Your objective
Which of the lines in the data mention the string "trace"? List them all.

Excerpted data

§ §

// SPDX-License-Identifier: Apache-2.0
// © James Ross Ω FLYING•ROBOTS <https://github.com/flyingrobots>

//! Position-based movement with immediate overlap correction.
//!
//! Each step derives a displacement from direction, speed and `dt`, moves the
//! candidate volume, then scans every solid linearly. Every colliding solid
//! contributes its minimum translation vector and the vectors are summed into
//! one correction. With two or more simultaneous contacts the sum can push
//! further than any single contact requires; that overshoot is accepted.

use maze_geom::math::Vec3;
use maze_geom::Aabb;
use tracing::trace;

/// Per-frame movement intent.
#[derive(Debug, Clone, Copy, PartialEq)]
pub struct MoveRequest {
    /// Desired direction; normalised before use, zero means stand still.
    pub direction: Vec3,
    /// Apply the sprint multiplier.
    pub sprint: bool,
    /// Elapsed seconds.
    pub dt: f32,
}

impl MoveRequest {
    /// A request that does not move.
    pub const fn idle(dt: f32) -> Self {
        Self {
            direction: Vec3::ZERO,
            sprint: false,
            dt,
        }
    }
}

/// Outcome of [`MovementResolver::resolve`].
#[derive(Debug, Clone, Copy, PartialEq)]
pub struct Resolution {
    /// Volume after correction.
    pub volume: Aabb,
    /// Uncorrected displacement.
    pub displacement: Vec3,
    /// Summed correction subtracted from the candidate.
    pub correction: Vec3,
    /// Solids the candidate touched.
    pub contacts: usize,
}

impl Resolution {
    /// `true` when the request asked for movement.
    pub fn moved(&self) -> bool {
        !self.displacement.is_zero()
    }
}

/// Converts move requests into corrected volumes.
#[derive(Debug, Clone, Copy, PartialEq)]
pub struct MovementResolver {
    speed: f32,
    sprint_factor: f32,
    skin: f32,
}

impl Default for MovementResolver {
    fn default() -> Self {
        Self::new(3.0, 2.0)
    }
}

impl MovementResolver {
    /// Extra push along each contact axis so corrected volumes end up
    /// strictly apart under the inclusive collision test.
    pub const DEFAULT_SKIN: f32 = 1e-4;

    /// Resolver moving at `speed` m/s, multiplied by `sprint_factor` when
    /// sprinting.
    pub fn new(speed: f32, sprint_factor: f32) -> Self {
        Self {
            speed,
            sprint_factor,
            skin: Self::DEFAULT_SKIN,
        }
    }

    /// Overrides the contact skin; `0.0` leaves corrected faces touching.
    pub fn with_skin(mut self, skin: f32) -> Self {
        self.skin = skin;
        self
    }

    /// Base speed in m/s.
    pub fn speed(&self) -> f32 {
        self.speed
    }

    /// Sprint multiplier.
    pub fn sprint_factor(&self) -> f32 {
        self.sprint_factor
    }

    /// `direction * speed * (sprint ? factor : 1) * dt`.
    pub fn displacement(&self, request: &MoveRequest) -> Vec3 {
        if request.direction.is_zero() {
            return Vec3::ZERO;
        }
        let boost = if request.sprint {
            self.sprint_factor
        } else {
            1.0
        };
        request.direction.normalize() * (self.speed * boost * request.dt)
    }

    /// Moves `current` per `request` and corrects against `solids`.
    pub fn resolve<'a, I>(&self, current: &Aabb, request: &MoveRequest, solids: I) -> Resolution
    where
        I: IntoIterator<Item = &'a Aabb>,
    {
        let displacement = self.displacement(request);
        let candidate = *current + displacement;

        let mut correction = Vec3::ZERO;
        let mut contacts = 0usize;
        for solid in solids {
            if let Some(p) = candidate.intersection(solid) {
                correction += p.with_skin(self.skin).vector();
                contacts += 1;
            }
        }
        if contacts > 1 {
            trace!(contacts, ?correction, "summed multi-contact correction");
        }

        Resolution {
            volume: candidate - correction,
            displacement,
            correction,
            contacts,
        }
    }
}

§ §

Response
use tracing::trace;
            trace!(contacts, ?correction, "summed multi-contact correction");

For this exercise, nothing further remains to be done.